Paul Ryan is the serious face here. There is nobody in Congress who understands the budget, the deficit, and the debt more than he does. And he has gone on record with his solution. What Paul Ryan does as Romney’s running mate is force this election to be about genuinely big issues. This is a debate the Left claims they want, but in fact they are terrified of this. Ryan has a plan. It is not a perfect plan, but it is an excellent starting point. Ryan is not a perfect conservative, either, having voted in favor of some of the debt he now is trying to curb. But that is in the past and Ryan has seemingly seen the error of his ways and emerged as a budget hawk without sliding into the fantasy fringe of Ron Paul. The Democrats will scream and point fingers, accusing Ryan of everything from trying to destroy Medicare to forcing old people to eat cat food. Ryan will counter as he always has: eloquently, with facts and figures, charts and graphs, and a smile. I’ve watched Ryan on news shows for years now and he has never come across as someone who is less than completely reasonable and rational. The liberal opposition, meanwhile, has no facts, no charts, no graphs, and only vituperation. Most telling, they have no opposing plan of their own. As Treasury Secretary Tim Geithner told Paul Ryan when asked about the debt: “We don’t have a definitive solution. We just don’t like yours.”

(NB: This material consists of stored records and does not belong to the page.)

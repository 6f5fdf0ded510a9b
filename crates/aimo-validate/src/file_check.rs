//! File-existence and checksum-coverage checks (`spec.md` §4.10 step 2c, I6).

use camino::Utf8Path;

/// Verifies every `evidence_files[*].filename` points at a file that exists
/// inside the bundle directory.
pub fn check_evidence_files_exist(bundle_dir: &Utf8Path, filenames: &[String]) -> Vec<String> {
    filenames
        .iter()
        .filter(|f| !bundle_dir.join(f.as_str()).is_file())
        .map(|f| format!("evidence file '{f}' listed in evidence_pack_manifest.json does not exist in the bundle"))
        .collect()
}

/// Verifies `checksums.json` covers every file `relative_paths` names.
pub fn check_checksums_cover_all_files(checksummed: &std::collections::BTreeMap<String, String>, relative_paths: &[String]) -> Vec<String> {
    relative_paths
        .iter()
        .filter(|p| !checksummed.contains_key(p.as_str()))
        .map(|p| format!("checksums.json does not cover bundle file '{p}'"))
        .collect()
}

#[cfg(test)]
mod tests {
    use super::*;

    #[test]
    fn missing_evidence_file_is_reported() {
        let dir = tempfile::tempdir().unwrap();
        let root = Utf8Path::from_path(dir.path()).unwrap();
        std::fs::write(root.join("a.json"), b"{}").unwrap();
        let errors = check_evidence_files_exist(root, &["a.json".to_string(), "missing.json".to_string()]);
        assert_eq!(errors.len(), 1);
    }

    #[test]
    fn uncovered_file_is_reported() {
        let mut checksummed = std::collections::BTreeMap::new();
        checksummed.insert("a.json".to_string(), "deadbeef".to_string());
        let errors = check_checksums_cover_all_files(&checksummed, &["a.json".to_string(), "b.json".to_string()]);
        assert_eq!(errors.len(), 1);
    }
}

In their zeal to attack Ryan, the Democrats have moved away from their campaign strategy to keep this election about anything except economics. The Democrats have tried to make the election about birth control, about Mitt Romney’s taxes, about whether Romney put a dog crate on his car in the early 1980s. They have been loath to discuss anything to do with the economy because it is a losing issue for them.

By picking the poster child for entitlement and budget reform, Mitt Romney has shifted the focus of the election back to the issues that really matter. And while Romney is not comfortable with conservative speech, Paul Ryan makes the case for budget and entitlement reform with great eloquence.

The Democrats are falling all over themselves now in a rush to tell the world how happy they are that Romney has picked such a polarizing figure, that Romney’s choice is even worse than John McCain’s in 2008. This is a lie. The truth is they’re scared. They should be. Ryan is not some sort of monstrous ogre who wants to throw grandma into the snow. He is what the Left fears: a living, breathing rebuttal to the vapidity of their rhetoric and the absence of their ideas.